“Abartıyorsunuz” diyen vicdan yoksunlarına sadece buz dağının görünen kısmı olan şu sayılara iyi bakmasını tavsiye ediyorum:
28 Şubat döneminde kılık kıyafeti veya fişlemeler nedeniyle disiplin soruşturması geçiren öğretmen sayısı 33 bin 500 civarındadır.
Bunlardan 11 bininden fazlası ceza aldı, binlercesi istifa ettirildi.
Diğer kurumlarda çalışan binlerce kamu görevlisi aynı şekilde tahkikata uğradı, sürgün edildi, istifaya zorlandı veya işinden atıldı.
Emniyet birimleri suçlular yerine İstanbul’un göbeğinde sarıklı, sakallı, cübbeli, çarşaflı vatandaşlarımızı kovalıyordu.
Üniversite kapılarına kurulan, adına ikna odası dedikleri psikolojik işkence odalarını…
İmam hatiplilerin üniversiteye gitmesini engellemek için devreye sokulan katsayı uygulamasını…

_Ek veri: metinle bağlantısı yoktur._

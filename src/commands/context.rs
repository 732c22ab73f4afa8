//! Shared setup for the subcommands: config, language lookup and input.

use std::io::{self, Read};
use std::path::{Path, PathBuf};

use tracing::debug;
use walkdir::WalkDir;

use crate::cli::Cli;
use crate::config::{Config, ConfigLoader, FileConfigLoader};
use crate::language::{LanguageRegistry, LanguageRule};
use crate::output::display_path;
use crate::{EXIT_ERROR, Result, SieveError};

/// Path argument that stands for standard input.
pub const STDIN_PATH: &str = "-";

/// Load configuration honoring `--config` and `--no-config`.
///
/// # Errors
/// Returns an error if the config file cannot be read, parsed or validated.
pub fn load_config(config_path: Option<&Path>, no_config: bool) -> Result<Config> {
    if no_config {
        return Ok(Config::default());
    }

    let loader = FileConfigLoader::new();
    config_path.map_or_else(|| loader.load(), |path| loader.load_from_path(path))
}

/// Built-in languages plus those defined in the loaded configuration.
///
/// # Errors
/// Returns an error if the configuration cannot be loaded.
pub fn load_registry(cli: &Cli) -> Result<LanguageRegistry> {
    let config = load_config(cli.config.as_deref(), cli.no_config)?;
    Ok(LanguageRegistry::with_custom_languages(&config.languages))
}

/// Language for `path`: the `--lang` override if given, else its extension.
///
/// # Errors
/// Returns `UnknownLanguage` if the override names no registered language.
pub fn detect_language<'r>(
    registry: &'r LanguageRegistry,
    path: &Path,
    lang: Option<&str>,
) -> Result<Option<&'r LanguageRule>> {
    if let Some(id) = lang {
        return registry.rules_for(id).map(Some);
    }
    Ok(path
        .extension()
        .and_then(|ext| ext.to_str())
        .and_then(|ext| registry.by_extension(ext)))
}

/// One input file with its text and the rule used to scan it.
#[derive(Debug)]
pub struct Source<'r> {
    pub path: PathBuf,
    pub text: String,
    pub rule: &'r LanguageRule,
}

/// Read every file named on the command line.
///
/// Unlike `count`, an explicit file with no known language is an error here.
///
/// # Errors
/// Returns an error if a file cannot be read or its language is unknown.
pub fn load_sources<'r>(
    registry: &'r LanguageRegistry,
    files: &[PathBuf],
    lang: Option<&str>,
) -> Result<Vec<Source<'r>>> {
    files
        .iter()
        .map(|path| {
            if path.as_os_str() == STDIN_PATH && lang.is_none() {
                return Err(SieveError::Config(
                    "--lang is required when reading standard input".to_string(),
                ));
            }
            let rule = detect_language(registry, path, lang)?
                .ok_or_else(|| SieveError::UnknownLanguage(display_path(path)))?;
            Ok(Source {
                path: path.clone(),
                text: read_source(path)?,
                rule,
            })
        })
        .collect()
}

/// Read a file, or standard input for `-`.
///
/// # Errors
/// Returns `FileRead` if the file cannot be read as UTF-8 text.
pub fn read_source(path: &Path) -> Result<String> {
    let result = if path.as_os_str() == STDIN_PATH {
        let mut text = String::new();
        io::stdin().read_to_string(&mut text).map(|_| text)
    } else {
        std::fs::read_to_string(path)
    };
    result.map_err(|source| SieveError::FileRead {
        path: path.to_path_buf(),
        source,
    })
}

/// Expand directories into the files below them, sorted by name.
///
/// Hidden entries inside a walked directory are skipped.
///
/// # Errors
/// Returns an error if a directory cannot be traversed.
pub fn collect_files(paths: &[PathBuf]) -> Result<Vec<PathBuf>> {
    let mut files = Vec::new();
    for path in paths {
        if !path.is_dir() {
            files.push(path.clone());
            continue;
        }
        let walker = WalkDir::new(path)
            .sort_by_file_name()
            .into_iter()
            .filter_entry(|entry| entry.depth() == 0 || !is_hidden(entry.file_name()));
        for entry in walker {
            let entry = entry.map_err(|e| SieveError::Io(e.into()))?;
            if entry.file_type().is_file() {
                files.push(entry.into_path());
            }
        }
    }
    debug!(files = files.len(), "collected input files");
    Ok(files)
}

fn is_hidden(name: &std::ffi::OsStr) -> bool {
    name.to_str().is_some_and(|s| s.starts_with('.'))
}

/// Print a command error and map it to the error exit code.
pub fn report_error(error: &SieveError) -> i32 {
    debug!(kind = error.error_type(), "command failed");
    eprintln!("Error: {error}");
    EXIT_ERROR
}

#[cfg(test)]
#[path = "context_tests.rs"]
mod tests;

Bugün bile sanayi sektörümüze bedel ödeten meslek liselerine yönelik adaletsizlikleri…
İmam hatiplerin ortaokul kısmını kapatmak için getirilen 8 yıllık kesintisiz eğitim dayatmasını…
Ve daha saymaya kalksak saatler sürecek zulümleri, zorbalıkları, baskı ve yasakları bu ülke yaşadı, gördü, çok acı biçimde tecrübe etti.
28 Şubat sadece hak ve özgürlüklerde değil, ekonomide de çok büyük bir yıkıma sebep olmuştur.
28 Şubat postmodern darbesinin ülkemiz ekonomisine maliyeti 380 milyar dolardır.
Gazete manşetleri ve televizyon ekranları üzerinden “irtica geliyor” furyasına benzin dökenlerin hepsi 28 Şubat müdahalesinden ekonomik olarak büyük kazançlar sağlamıştır.
Vesayete verdikleri desteğin karşılığını ucuz kredi, teşvik, iltimas, imtiyaz olarak ziyadesiyle almışlardır.
O karanlık günler gündeme her geldiğinde CHP’li siyasetçilerin “bitmedi şu mağduriyetiniz” diyecek kadar küstahlaştığı 28 Şubat’ın ülkemize zararları, özetin özeti mahiyetinde işte budur…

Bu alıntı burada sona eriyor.